LAUSR

Purpose To report the findings determined by multimodal imaging in an eye with secondary vitreoretinal lymphoma (VRL) with optic neuritis and retinal vasculitis. Observation The case was a 71-year-old woman with a secondary VRL exhibiting optic neuritis and retinal vasculitis in her right eye. Color fundus photographs and fluorescein angiograms showed optic neuritis and vasculitis in the posterior pole of the right eye. Indocyanine green angiography showed dye staining of the retinal vein walls in the late phase. Fundus autofluorescence showed fuzzy hyper-autofluorescence surrounded by mottled hyper-and hypo-autofluorescence in the right eye. OCT showed a retina with uniform infiltration and a thickened retinal pigmented epithelium (RPE) layer, perforated RPE, small RPE detachments, and hyperrefrective or isorefrective masses on the degenerated RPE layer in the marginal area.

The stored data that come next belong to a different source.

impl Simulator {
    pub fn new(config: SimulatorConfig) -> Self {
        let mut rng = StdRng::seed_from_u64(config.seed);
        let mut hierarchy_seeds = BTreeMap::new();
        for hierarchy in [
            tpm_rh::OWNER,
            tpm_rh::ENDORSEMENT,
            tpm_rh::PLATFORM,
            tpm_rh::NULL,
        ] {
            let mut seed = [0u8; 32];
            rng.fill_bytes(&mut seed);
            hierarchy_seeds.insert(hierarchy, seed);
        }
        debug!(
            "simulator started (seed {}, {} object slots, {} session slots)",
            config.seed, config.max_objects, config.max_sessions
        );
        Self {
            config,
            rng,
            hierarchy_seeds,
            objects: BTreeMap::new(),
            sessions: BTreeMap::new(),
            next_object: 0,
            next_session: 0,
            pcrs: PcrBanks::new(),
        }
    }

    pub fn config(&self) -> &SimulatorConfig {
        &self.config
    }

    fn random_bytes(&mut self, len: usize) -> Vec<u8> {
        let mut v = vec![0u8; len];
        self.rng.fill_bytes(&mut v);
        v
    }

    /// Process one marshalled command and return the marshalled response
    pub fn process(&mut self, command: &[u8]) -> Vec<u8> {
        match self.dispatch(command) {
            Ok(response) => response,
            Err(rc) => {
                trace!("simulator command failed with 0x{:03x}", rc);
                encode_error(rc)
            }
        }
    }

    fn dispatch(&mut self, command: &[u8]) -> RcResult<Vec<u8>> {
        let request = parse_request(command)?;
        let mut params = request.params.clone();
        let authorized = self.authorize(&request, &mut params)?;
        let reply = self.execute(request.cc, &request.handles, &params)?;
        let (params, auth_area) = self.respond(&request, authorized, reply.params)?;

        let mut out = CommandBuffer::new();
        let tag = if request.has_sessions {
            TpmSt::Sessions
        } else {
            TpmSt::NoSessions
        };
        out.put_u16(tag.to_u16());
        out.put_u32(0);
        out.put_u32(TpmRc::Success.to_u32());
        for handle in reply.handles {
            out.put_u32(handle);
        }
        if request.has_sessions {
            out.put_u32(params.len() as u32);
            out.put_bytes(&params);
            out.put_bytes(&auth_area);
        } else {
            out.put_bytes(&params);
        }
        let size = out.len() as u32;
        out.update_u32(2, size);
        Ok(out.into_vec())
    }

    fn execute(&mut self, cc: TpmCc, handles: &[u32], params: &[u8]) -> RcResult<Reply> {
        let mut buf = ResponseBuffer::new(params);
        match cc {
            TpmCc::StartAuthSession => self.start_auth_session(handles, &mut buf),
            TpmCc::PolicyPcr => self.policy_pcr(handles, &mut buf),
            TpmCc::PolicySecret => self.policy_secret(handles, &mut buf),
            TpmCc::PolicyGetDigest => self.policy_get_digest(handles),
            TpmCc::CreatePrimary => self.create_primary(handles, &mut buf),
            TpmCc::Create => self.create(handles, &mut buf),
            TpmCc::Load => self.load(handles, &mut buf),
            TpmCc::Import => self.import(handles, &mut buf),
            TpmCc::Unseal => self.unseal(handles),
            TpmCc::ReadPublic => self.read_public(handles),
            TpmCc::FlushContext => self.flush_context(&mut buf),
            TpmCc::GetCapability => self.get_capability(&mut buf),
            TpmCc::PcrRead => self.pcr_read(&mut buf),
            TpmCc::PcrExtend => self.pcr_extend(handles, &mut buf),
        }
    }

    /// Name of any handle appearing in a command
    fn handle_name(&self, handle: u32) -> Vec<u8> {
        match self.objects.get(&handle) {
            Some(object) => object.name.clone(),
            None => handle.to_be_bytes().to_vec(),
        }
    }

    /// Digest of the selected PCR values, in selection order
    fn pcr_selection_digest(
        &self,
        alg: TpmAlgId,
        selection: &TpmlPcrSelection,
        rc: u32,
    ) -> RcResult<Vec<u8>> {
        let mut values = Vec::new();
        for (bank, index) in selection.iter_selected() {
            values.push(self.pcrs.value(bank, index).or_rc(rc)?);
        }
        crypto::hash(alg, &values).or_rc(TpmRc::Hash.to_u32())
    }

    fn flush_context(&mut self, buf: &mut ResponseBuffer) -> RcResult<Reply> {
        let handle = buf.get_u32().or_rc(TpmRc::Size.at_parameter(1))?;
        let removed = match TpmHt::of(handle) {
            Some(TpmHt::Transient) => self.objects.remove(&handle).is_some(),
            Some(TpmHt::HmacSession) | Some(TpmHt::PolicySession) => {
                self.sessions.remove(&handle).is_some()
            }
            _ => false,
        };
        if !removed {
            return Err(TpmRc::Handle.at_parameter(1));
        }
        trace!("simulator flushed 0x{:08x}", handle);
        Ok(Reply::default())
    }

    fn get_capability(&mut self, buf: &mut ResponseBuffer) -> RcResult<Reply> {
        let capability = buf.get_u32().or_rc(TpmRc::Size.at_parameter(1))?;
        let property = buf.get_u32().or_rc(TpmRc::Size.at_parameter(2))?;
        let count = buf.get_u32().or_rc(TpmRc::Size.at_parameter(3))? as usize;
        if capability != TpmCap::Handles as u32 {
            return Err(TpmRc::Value.at_parameter(1));
        }

        let low = property & 0x00FF_FFFF;
        let candidates: Vec<u32> = match TpmHt::of(property) {
            Some(TpmHt::Transient) => self.objects.keys().copied().collect(),
            // Loaded sessions of either type, ordered by session number
            Some(TpmHt::HmacSession) => {
                let mut v: Vec<u32> = self.sessions.keys().copied().collect();
                v.sort_by_key(|h| h & 0x00FF_FFFF);
                v
            }
            Some(TpmHt::Pcr) => (0..PCR_COUNT).collect(),
            Some(TpmHt::Permanent) => vec![
                tpm_rh::OWNER,
                tpm_rh::NULL,
                tpm_rh::PW,
                tpm_rh::ENDORSEMENT,
                tpm_rh::PLATFORM,
            ],
            // Context save is not supported, so there are never saved sessions
            _ => Vec::new(),
        };
        let matching: Vec<u32> = candidates
            .into_iter()
            .filter(|h| h & 0x00FF_FFFF >= low)
            .collect();
        let more_data = matching.len() > count;
        let handles = TpmlHandle {
            handles: matching.into_iter().take(count).collect(),
        };

        let mut out = CommandBuffer::new();
        out.put_u8(more_data as u8);
        out.put_u32(capability);
        handles.marshal(&mut out);
        Ok(Reply::params(out))
    }

    fn pcr_read(&mut self, buf: &mut ResponseBuffer) -> RcResult<Reply> {
        let selection =
            TpmlPcrSelection::unmarshal(buf).or_rc(TpmRc::Size.at_parameter(1))?;

        let mut returned = Vec::new();
        let mut digests = TpmlDigest::default();
        for sel in &selection.pcr_selections {
            let mut picked = Vec::new();
            if let Some(bank) = self.pcrs.bank(sel.hash) {
                for index in sel.indices() {
                    if digests.digests.len() == MAX_PCR_READ_DIGESTS {
                        break;
                    }
                    if let Some(value) = bank.get(index as usize) {
                        picked.push(index);
                        digests.digests.push(Tpm2bDigest::new(value.clone()));
                    }
                }
            }
            let mut out_sel = TpmsPcrSelection::new(sel.hash, &picked);
            out_sel.pcr_select.resize(sel.pcr_select.len().max(3), 0);
            returned.push(out_sel);
        }

        let mut out = CommandBuffer::new();
        out.put_u32(self.pcrs.update_counter);
        TpmlPcrSelection::new(returned).marshal(&mut out);
        digests.marshal(&mut out);
        Ok(Reply::params(out))
    }

    fn pcr_extend(&mut self, handles: &[u32], buf: &mut ResponseBuffer) -> RcResult<Reply> {
        let index = handles[0];
        if index >= PCR_COUNT {
            return Err(TpmRc::Value.at_handle(1));
        }
        let digests = TpmlDigestValues::unmarshal(buf).or_rc(TpmRc::Size.at_parameter(1))?;
        for d in &digests.digests {
            self.pcrs
                .extend(d.hash_alg, index, &d.digest)
                .or_rc(TpmRc::Hash.at_parameter(1))?;
        }
        self.pcrs.update_counter = self.pcrs.update_counter.wrapping_add(1);
        trace!("simulator extended PCR {}", index);
        Ok(Reply::default())
    }
}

Her left eye showed a degenerated RPE and oval shaped iso-reflective lesions on the RPE. Conclusion The findings indicate that it is important to examine the marginal areas of eyes clinically diagnosed with VRL accompanied by optic neuritis and retinal vasculitis by multimodal imaging because these images can show the inflammatory signs of typical VRL including the sub-RPE lesions.